I have a new favorite book. After months of letting it languish on my list of books to read (it was published last September), I finally got around to reading Naomi Klein's masterful synthesis of the last several decades of global history, The Shock Doctrine: The Rise of Disaster Capitalism. If I could get everyone to read just one book to understand the origins of our times and our present-day problems, this might be the one. It is not, as I had initially assumed, merely a book about how greedy companies swoop in to take advantage of natural disasters and wars to rake in the contracts (as they have done after Hurricane Katrina and in Iraq, two of the central case studies in the book). Instead, it is a much more wide-ranging book, taking the reader on a grand tour of economic misery, human rights abuses, and elite opportunism since the 1970s: from the horrors of Pinochet's Chile (and much of the rest of Latin America) to the failed economic promise of post-Apartheid South Africa, and from the suppression of democracy and elite looting of national assets in post-Soviet Russia to the Asian economic meltdown of the 1990s.

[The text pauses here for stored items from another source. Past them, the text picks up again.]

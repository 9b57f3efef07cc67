use thiserror::Error;

use crate::{CellCount, Coord};

#[derive(Error, Debug, Copy, Clone, PartialEq, Eq)]
pub enum GameError {
    #[error("Invalid dimensions {rows}x{columns}, rows and columns must be at least 1")]
    InvalidDimensions { rows: Coord, columns: Coord },
    #[error("Too many mines, requested {mines} but the grid only has {cells} cells")]
    InvalidMineCount { mines: CellCount, cells: CellCount },
    #[error("Not enough room for {mines} mines, only {available} candidate cells")]
    InsufficientSpace {
        mines: CellCount,
        available: CellCount,
    },
    #[error("Coordinates ({row}, {column}) are out of bounds")]
    OutOfBounds { row: Coord, column: Coord },
}

pub type Result<T> = core::result::Result<T, GameError>;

The common thread linking all of these disparate cases is the application of the now-familiar economic "shock" strategies of the Chicago School and Washington Consensus--privatization, deregulation, and emasculation of social spending--in conjunction with the suppression of democracy and human rights. She relies on a rich metaphor (in some cases, actually a direct connection) comparing the use of "shock" therapy on individual mental patients and political prisoners to the economic "shock" of imposing these strategies on stunned citizenries. Although Klein is a journalist, not an academic scholar, her work is a tour de force of systematic and rigorous argument, with extensive documentation (and interview data) and many of the most damning statements quoted directly out of the mouths of the proponents of Chicago-style economic shock therapy themselves. It is also extremely engaging and well-written. Although some of the cases she sketches were somewhat familiar to many of us already (such as the horrors of Latin America's "dirty wars" and the inside dealing of lucrative contracts in Iraq), nevertheless I was riveted from the moment I started reading the book to the end.
Much of the book is profoundly depressing, showing how American leaders of both political parties (including Bill Clinton), enabled economic advisors who advocated "shock" therapy to centrally influence policy decisions. The book comes down really hard on many academic experts, such as the Russian/Soviet studies scholars who simultaneously advised 1990s Russian leaders cracking down on democratic dissent while profiting themselves from investments. But by far the harshest critique is reserved for the "free-market" economists of the Chicago School of economics, who serve as the knowledge and idea brokers and keep turning up everywhere in the book. Tracing Chicago School ideas back especially to the School's much-admired leader Milton Friedman, (and implicitly to Hayek's Road to Serfdom and other libertarian wellsprings), I think her criticism of this group is convincing, and it is one those of us in the "logocracy" need to take to heart.
In the very last (brief) chapter, though, she turns to a surprisingly optimistic note, suggesting that ordinary people around the world are wising up to the horrors of "shock therapy" and offering more resistance. To my mind, reading her book and taking its lessons to heart offer a wonderful opportunity for those of us who may not be suffering the worst consequences of these ideas to educate ourselves and prepare to resist these ideas from within the belly of the beast (i.e. the world of reasonably well-off and well-educated Americans).
Clearly I am not the only one impressed by Klein's book. Her website already displays more than 25 foreign language and international versions of the book. It also provides links to several interesting reviews. My favorite was one from the San Francisco Chronicle, by William S. Kowinski. Aptly calling Klein's book "the master narrative of our time," Kowinski predicts that Shock Doctrine "could turn out to be among the most important books of the decade." Several other reviews have clever, evokcative titles--such as "Doing Well by Doing Ill" (Shashi Tharoor, WaPo), "The New Road to Serfdom" (Christopher Hayes, In These Times), and "Bleakonomics" (Joseph Stieglitz, NYT)--that reveal just how much Klein's book aims to overturn the conventional economic thinking of the last third of the twentieth century based on Friedman, Hayek, and company. This is the book to recommend to that dear friend of yours who is in danger of being seduced by economic libertarian thinking upon reading (Milton) Friedman's Capitalism and Freedom, Hayek's Road to Serfdom, or anything by (Thomas) Friedman or Ayn Rand. It offers a stunning and historically grounded rebuttal to anyone who thinks that unfettered capitalism automatically leads to democratic freedom.
Of course, some will (rightly) say that Klein's "shock doctrine" pattern cannot explain everything in recent history. There will always be a few exceptions that don't fit the larger pattern. But what is most amazing about this book is how it links together so many disparate elements of recent global history into one coherent and convincing narrative. The "shock doctrine" may not explain everything, but it sure explains a lot. And it is an essential signpost in comprehending how we got into our present-day mess, so that we can work on building a better world.